Saved data entries:
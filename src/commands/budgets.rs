// Copyright (c) AlphaVelocity.
// All rights reserved.
//
// This source code is licensed under the license found in the
// LICENSE file in the root directory of this source tree.

use super::{finish, required};
use crate::api::Response;
use crate::db::Store;
use crate::money::Money;
use crate::repo::budgets;
use crate::reports::budget_overview;
use crate::utils::{current_month, maybe_print_json, parse_id, parse_month, pretty_table};
use anyhow::Result;

pub fn handle(store: &Store, m: &clap::ArgMatches) -> Result<()> {
    match m.subcommand() {
        Some(("set", sub)) => set(store, sub)?,
        Some(("list", sub)) => list(store, sub)?,
        Some(("overview", sub)) => overview(store, sub)?,
        _ => {}
    }
    Ok(())
}

fn month_or_current(sub: &clap::ArgMatches) -> Result<String> {
    match sub.get_one::<String>("month") {
        Some(m) => parse_month(m),
        None => Ok(current_month()),
    }
}

fn set(store: &Store, sub: &clap::ArgMatches) -> Result<()> {
    let cat_id = parse_id(required(sub, "category")?, "category")?;
    let month = parse_month(required(sub, "month")?)?;
    let amount = Money::parse_or_zero(required(sub, "amount")?);
    finish(sub, budgets::set(store, cat_id, &month, amount), |_| {
        format!(
            "Budget set for {} / category {} = {}",
            month,
            cat_id,
            amount.max(Money::ZERO)
        )
    })
}

fn list(store: &Store, sub: &clap::ArgMatches) -> Result<()> {
    let month = month_or_current(sub)?;
    let data = budgets::for_month(store, &month)?;
    if !maybe_print_json(sub.get_flag("json"), &Response::ok(&data))? {
        let rows = data
            .iter()
            .map(|b| vec![b.month.clone(), b.category_name.clone(), b.amount.to_string()])
            .collect();
        println!("{}", pretty_table(&["Month", "Category", "Budget"], rows));
    }
    Ok(())
}

fn overview(store: &Store, sub: &clap::ArgMatches) -> Result<()> {
    let month = month_or_current(sub)?;
    let data = budget_overview(store, &month)?;
    if !maybe_print_json(sub.get_flag("json"), &Response::ok(&data))? {
        let rows = data
            .iter()
            .map(|l| {
                vec![
                    l.category_name.clone(),
                    l.budgeted_amount.to_string(),
                    l.spent_amount.to_string(),
                    l.remaining_amount.to_string(),
                ]
            })
            .collect();
        println!(
            "{}",
            pretty_table(&["Category", "Budget", "Spent", "Remaining"], rows)
        );
    }
    Ok(())
}
// Copyright (c) 2025 Soumyadip Sarkar.
// All rights reserved.
//
// This source code is licensed under the license found in the
// LICENSE file in the root directory of this source tree.

use rusqlite::{OptionalExtension, Row, params};

use super::decline;
use crate::db::Store;
use crate::error::{Decline, Outcome, Result, is_unique_violation};
use crate::models::{Account, clean_name};
use crate::money::Money;

const SELECT: &str = "SELECT id, name, initial_balance, created_at FROM accounts";

fn from_row(r: &Row<'_>) -> rusqlite::Result<Account> {
    Ok(Account {
        id: r.get(0)?,
        name: r.get(1)?,
        initial_balance: r.get(2)?,
        created_at: r.get(3)?,
    })
}

/// Creates an account. Declined when the name is taken (case-insensitive).
pub fn add(store: &Store, name: &str, initial_balance: Money) -> Result<Outcome<i64>> {
    let name = match clean_name(name) {
        Ok(n) => n,
        Err(reason) => return Ok(decline("add_account", reason)),
    };
    store.with_tx(|tx| {
        match tx.execute(
            "INSERT INTO accounts(name, initial_balance) VALUES (?1, ?2)",
            params![name, initial_balance.quantize()],
        ) {
            Ok(_) => {
                let id = tx.last_insert_rowid();
                tracing::info!(id, %name, "added account");
                Ok(Outcome::Done(id))
            }
            Err(e) if is_unique_violation(&e) => Ok(decline("add_account", Decline::DuplicateName)),
            Err(e) => Err(e.into()),
        }
    })
}

pub fn list(store: &Store) -> Result<Vec<Account>> {
    store.read(|conn| {
        let mut stmt = conn.prepare(&format!("{SELECT} ORDER BY name COLLATE NOCASE"))?;
        let rows = stmt.query_map([], from_row)?;
        Ok(rows.collect::<rusqlite::Result<Vec<_>>>()?)
    })
}

pub fn get(store: &Store, id: i64) -> Result<Option<Account>> {
    store.read(|conn| {
        Ok(conn
            .query_row(&format!("{SELECT} WHERE id=?1"), params![id], from_row)
            .optional()?)
    })
}

/// Renames an account and resets its initial balance.
pub fn update(store: &Store, id: i64, name: &str, initial_balance: Money) -> Result<Outcome<()>> {
    let name = match clean_name(name) {
        Ok(n) => n,
        Err(reason) => return Ok(decline("update_account", reason)),
    };
    store.with_tx(|tx| {
        match tx.execute(
            "UPDATE accounts SET name=?1, initial_balance=?2 WHERE id=?3",
            params![name, initial_balance.quantize(), id],
        ) {
            Ok(0) => Ok(decline("update_account", Decline::NotFound)),
            Ok(_) => {
                tracing::info!(id, "updated account");
                Ok(Outcome::Done(()))
            }
            Err(e) if is_unique_violation(&e) => {
                Ok(decline("update_account", Decline::DuplicateName))
            }
            Err(e) => Err(e.into()),
        }
    })
}

/// Deletes an account together with all of its transactions.
pub fn delete(store: &Store, id: i64) -> Result<Outcome<()>> {
    store.with_tx(|tx| {
        let n = tx.execute("DELETE FROM accounts WHERE id=?1", params![id])?;
        if n == 0 {
            return Ok(decline("delete_account", Decline::NotFound));
        }
        tracing::info!(id, "deleted account and its transactions");
        Ok(Outcome::Done(()))
    })
}

pub(crate) fn exists(conn: &rusqlite::Connection, id: i64) -> rusqlite::Result<bool> {
    conn.query_row("SELECT 1 FROM accounts WHERE id=?1", params![id], |_| Ok(()))
        .optional()
        .map(|r| r.is_some())
}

### Exercise objective
Output the records in full, keeping them exactly as they are.

### Response to the task
filename src/commands/budgets.rs
// Copyright (c) AlphaVelocity.
// All rights reserved.
//
// This source code is licensed under the license found in the
// LICENSE file in the root directory of this source tree.

use super::{finish, required};
use crate::api::Response;
use crate::db::Store;
use crate::money::Money;
use crate::repo::budgets;
use crate::reports::budget_overview;
use crate::utils::{current_month, maybe_print_json, parse_id, parse_month, pretty_table};
use anyhow::Result;

pub fn handle(store: &Store, m: &clap::ArgMatches) -> Result<()> {
    match m.subcommand() {
        Some(("set", sub)) => set(store, sub)?,
        Some(("list", sub)) => list(store, sub)?,
        Some(("overview", sub)) => overview(store, sub)?,
        _ => {}
    }
    Ok(())
}

fn month_or_current(sub: &clap::ArgMatches) -> Result<String> {
    match sub.get_one::<String>("month") {
        Some(m) => parse_month(m),
        None => Ok(current_month()),
    }
}

fn set(store: &Store, sub: &clap::ArgMatches) -> Result<()> {
    let cat_id = parse_id(required(sub, "category")?, "category")?;
    let month = parse_month(required(sub, "month")?)?;
    let amount = Money::parse_or_zero(required(sub, "amount")?);
    finish(sub, budgets::set(store, cat_id, &month, amount), |_| {
        format!(
            "Budget set for {} / category {} = {}",
            month,
            cat_id,
            amount.max(Money::ZERO)
        )
    })
}

fn list(store: &Store, sub: &clap::ArgMatches) -> Result<()> {
    let month = month_or_current(sub)?;
    let data = budgets::for_month(store, &month)?;
    if !maybe_print_json(sub.get_flag("json"), &Response::ok(&data))? {
        let rows = data
            .iter()
            .map(|b| vec![b.month.clone(), b.category_name.clone(), b.amount.to_string()])
            .collect();
        println!("{}", pretty_table(&["Month", "Category", "Budget"], rows));
    }
    Ok(())
}

fn overview(store: &Store, sub: &clap::ArgMatches) -> Result<()> {
    let month = month_or_current(sub)?;
    let data = budget_overview(store, &month)?;
    if !maybe_print_json(sub.get_flag("json"), &Response::ok(&data))? {
        let rows = data
            .iter()
            .map(|l| {
                vec![
                    l.category_name.clone(),
                    l.budgeted_amount.to_string(),
                    l.spent_amount.to_string(),
                    l.remaining_amount.to_string(),
                ]
            })
            .collect();
        println!(
            "{}",
            pretty_table(&["Category", "Budget", "Spent", "Remaining"], rows)
        );
    }
    Ok(())
}
// Copyright (c) 2025 Soumyadip Sarkar.
// All rights reserved.
//
// This source code is licensed under the license found in the
// LICENSE file in the root directory of this source tree.

use rusqlite::{OptionalExtension, Row, params};

use super::decline;
use crate::db::Store;
use crate::error::{Decline, Outcome, Result, is_unique_violation};
use crate::models::{Account, clean_name};
use crate::money::Money;

const SELECT: &str = "SELECT id, name, initial_balance, created_at FROM accounts";

fn from_row(r: &Row<'_>) -> rusqlite::Result<Account> {
    Ok(Account {
        id: r.get(0)?,
        name: r.get(1)?,
        initial_balance: r.get(2)?,
        created_at: r.get(3)?,
    })
}

/// Creates an account. Declined when the name is taken (case-insensitive).
pub fn add(store: &Store, name: &str, initial_balance: Money) -> Result<Outcome<i64>> {
    let name = match clean_name(name) {
        Ok(n) => n,
        Err(reason) => return Ok(decline("add_account", reason)),
    };
    store.with_tx(|tx| {
        match tx.execute(
            "INSERT INTO accounts(name, initial_balance) VALUES (?1, ?2)",
            params![name, initial_balance.quantize()],
        ) {
            Ok(_) => {
                let id = tx.last_insert_rowid();
                tracing::info!(id, %name, "added account");
                Ok(Outcome::Done(id))
            }
            Err(e) if is_unique_violation(&e) => Ok(decline("add_account", Decline::DuplicateName)),
            Err(e) => Err(e.into()),
        }
    })
}

pub fn list(store: &Store) -> Result<Vec<Account>> {
    store.read(|conn| {
        let mut stmt = conn.prepare(&format!("{SELECT} ORDER BY name COLLATE NOCASE"))?;
        let rows = stmt.query_map([], from_row)?;
        Ok(rows.collect::<rusqlite::Result<Vec<_>>>()?)
    })
}

pub fn get(store: &Store, id: i64) -> Result<Option<Account>> {
    store.read(|conn| {
        Ok(conn
            .query_row(&format!("{SELECT} WHERE id=?1"), params![id], from_row)
            .optional()?)
    })
}

/// Renames an account and resets its initial balance.
pub fn update(store: &Store, id: i64, name: &str, initial_balance: Money) -> Result<Outcome<()>> {
    let name = match clean_name(name) {
        Ok(n) => n,
        Err(reason) => return Ok(decline("update_account", reason)),
    };
    store.with_tx(|tx| {
        match tx.execute(
            "UPDATE accounts SET name=?1, initial_balance=?2 WHERE id=?3",
            params![name, initial_balance.quantize(), id],
        ) {
            Ok(0) => Ok(decline("update_account", Decline::NotFound)),
            Ok(_) => {
                tracing::info!(id, "updated account");
                Ok(Outcome::Done(()))
            }
            Err(e) if is_unique_violation(&e) => {
                Ok(decline("update_account", Decline::DuplicateName))
            }
            Err(e) => Err(e.into()),
        }
    })
}

/// Deletes an account together with all of its transactions.
pub fn delete(store: &Store, id: i64) -> Result<Outcome<()>> {
    store.with_tx(|tx| {
        let n = tx.execute("DELETE FROM accounts WHERE id=?1", params![id])?;
        if n == 0 {
            return Ok(decline("delete_account", Decline::NotFound));
        }
        tracing::info!(id, "deleted account and its transactions");
        Ok(Outcome::Done(()))
    })
}

pub(crate) fn exists(conn: &rusqlite::Connection, id: i64) -> rusqlite::Result<bool> {
    conn.query_row("SELECT 1 FROM accounts WHERE id=?1", params![id], |_| Ok(()))
        .optional()
        .map(|r| r.is_some())
}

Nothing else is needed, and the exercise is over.